*DATA PROVIDED*:
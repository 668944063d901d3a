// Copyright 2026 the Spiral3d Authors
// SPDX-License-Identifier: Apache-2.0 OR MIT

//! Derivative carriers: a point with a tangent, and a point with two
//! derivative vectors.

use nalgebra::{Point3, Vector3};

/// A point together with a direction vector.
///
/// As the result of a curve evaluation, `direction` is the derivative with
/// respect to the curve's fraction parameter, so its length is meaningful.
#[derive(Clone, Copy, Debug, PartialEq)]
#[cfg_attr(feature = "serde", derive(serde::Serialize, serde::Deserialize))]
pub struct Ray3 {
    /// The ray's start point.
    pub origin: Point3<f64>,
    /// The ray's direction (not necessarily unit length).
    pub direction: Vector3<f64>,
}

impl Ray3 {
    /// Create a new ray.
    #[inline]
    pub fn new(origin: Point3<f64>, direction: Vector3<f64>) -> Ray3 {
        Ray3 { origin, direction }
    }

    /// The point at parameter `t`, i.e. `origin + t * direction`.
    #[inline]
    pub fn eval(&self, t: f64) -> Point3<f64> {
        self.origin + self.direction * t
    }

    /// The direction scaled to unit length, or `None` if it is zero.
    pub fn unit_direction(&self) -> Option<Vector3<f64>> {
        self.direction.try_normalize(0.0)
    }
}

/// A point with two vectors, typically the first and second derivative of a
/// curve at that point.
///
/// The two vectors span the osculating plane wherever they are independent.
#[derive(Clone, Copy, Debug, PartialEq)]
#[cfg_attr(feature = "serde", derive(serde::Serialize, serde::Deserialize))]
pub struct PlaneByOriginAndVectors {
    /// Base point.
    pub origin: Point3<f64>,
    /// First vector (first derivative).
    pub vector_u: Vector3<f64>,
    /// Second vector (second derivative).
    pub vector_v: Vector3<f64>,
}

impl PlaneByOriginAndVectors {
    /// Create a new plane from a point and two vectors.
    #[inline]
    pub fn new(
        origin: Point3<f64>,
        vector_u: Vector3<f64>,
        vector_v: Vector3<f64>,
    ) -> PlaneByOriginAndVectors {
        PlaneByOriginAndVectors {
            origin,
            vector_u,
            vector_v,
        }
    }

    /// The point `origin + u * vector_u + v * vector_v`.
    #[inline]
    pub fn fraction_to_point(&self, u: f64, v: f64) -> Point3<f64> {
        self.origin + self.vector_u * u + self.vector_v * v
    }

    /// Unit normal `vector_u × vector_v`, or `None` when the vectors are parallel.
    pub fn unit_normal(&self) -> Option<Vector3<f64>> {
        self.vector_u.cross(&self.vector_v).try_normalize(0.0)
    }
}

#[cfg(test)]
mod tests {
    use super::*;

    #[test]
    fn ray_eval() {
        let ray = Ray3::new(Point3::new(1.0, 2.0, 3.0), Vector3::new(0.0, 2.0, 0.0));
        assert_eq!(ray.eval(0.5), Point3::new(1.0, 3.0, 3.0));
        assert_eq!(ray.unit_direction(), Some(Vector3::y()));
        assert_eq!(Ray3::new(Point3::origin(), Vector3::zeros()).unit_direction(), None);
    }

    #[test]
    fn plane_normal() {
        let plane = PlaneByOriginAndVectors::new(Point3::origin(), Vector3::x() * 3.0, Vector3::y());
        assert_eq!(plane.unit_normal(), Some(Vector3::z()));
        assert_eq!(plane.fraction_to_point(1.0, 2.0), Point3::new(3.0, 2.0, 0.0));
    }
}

*TASK REQUIREMENTS*: Copy out the listing above, line by line and exactly, from its first line to the line holding "pub fn eval(&self, t: f64)", inclusive.

*ANSWER SECTION*:
repository 668944063d901d3a
// Copyright 2026 the Spiral3d Authors
// SPDX-License-Identifier: Apache-2.0 OR MIT

//! Derivative carriers: a point with a tangent, and a point with two
//! derivative vectors.

use nalgebra::{Point3, Vector3};

/// A point together with a direction vector.
///
/// As the result of a curve evaluation, `direction` is the derivative with
/// respect to the curve's fraction parameter, so its length is meaningful.
#[derive(Clone, Copy, Debug, PartialEq)]
#[cfg_attr(feature = "serde", derive(serde::Serialize, serde::Deserialize))]
pub struct Ray3 {
    /// The ray's start point.
    pub origin: Point3<f64>,
    /// The ray's direction (not necessarily unit length).
    pub direction: Vector3<f64>,
}

impl Ray3 {
    /// Create a new ray.
    #[inline]
    pub fn new(origin: Point3<f64>, direction: Vector3<f64>) -> Ray3 {
        Ray3 { origin, direction }
    }

    /// The point at parameter `t`, i.e. `origin + t * direction`.
    #[inline]
    pub fn eval(&self, t: f64) -> Point3<f64> {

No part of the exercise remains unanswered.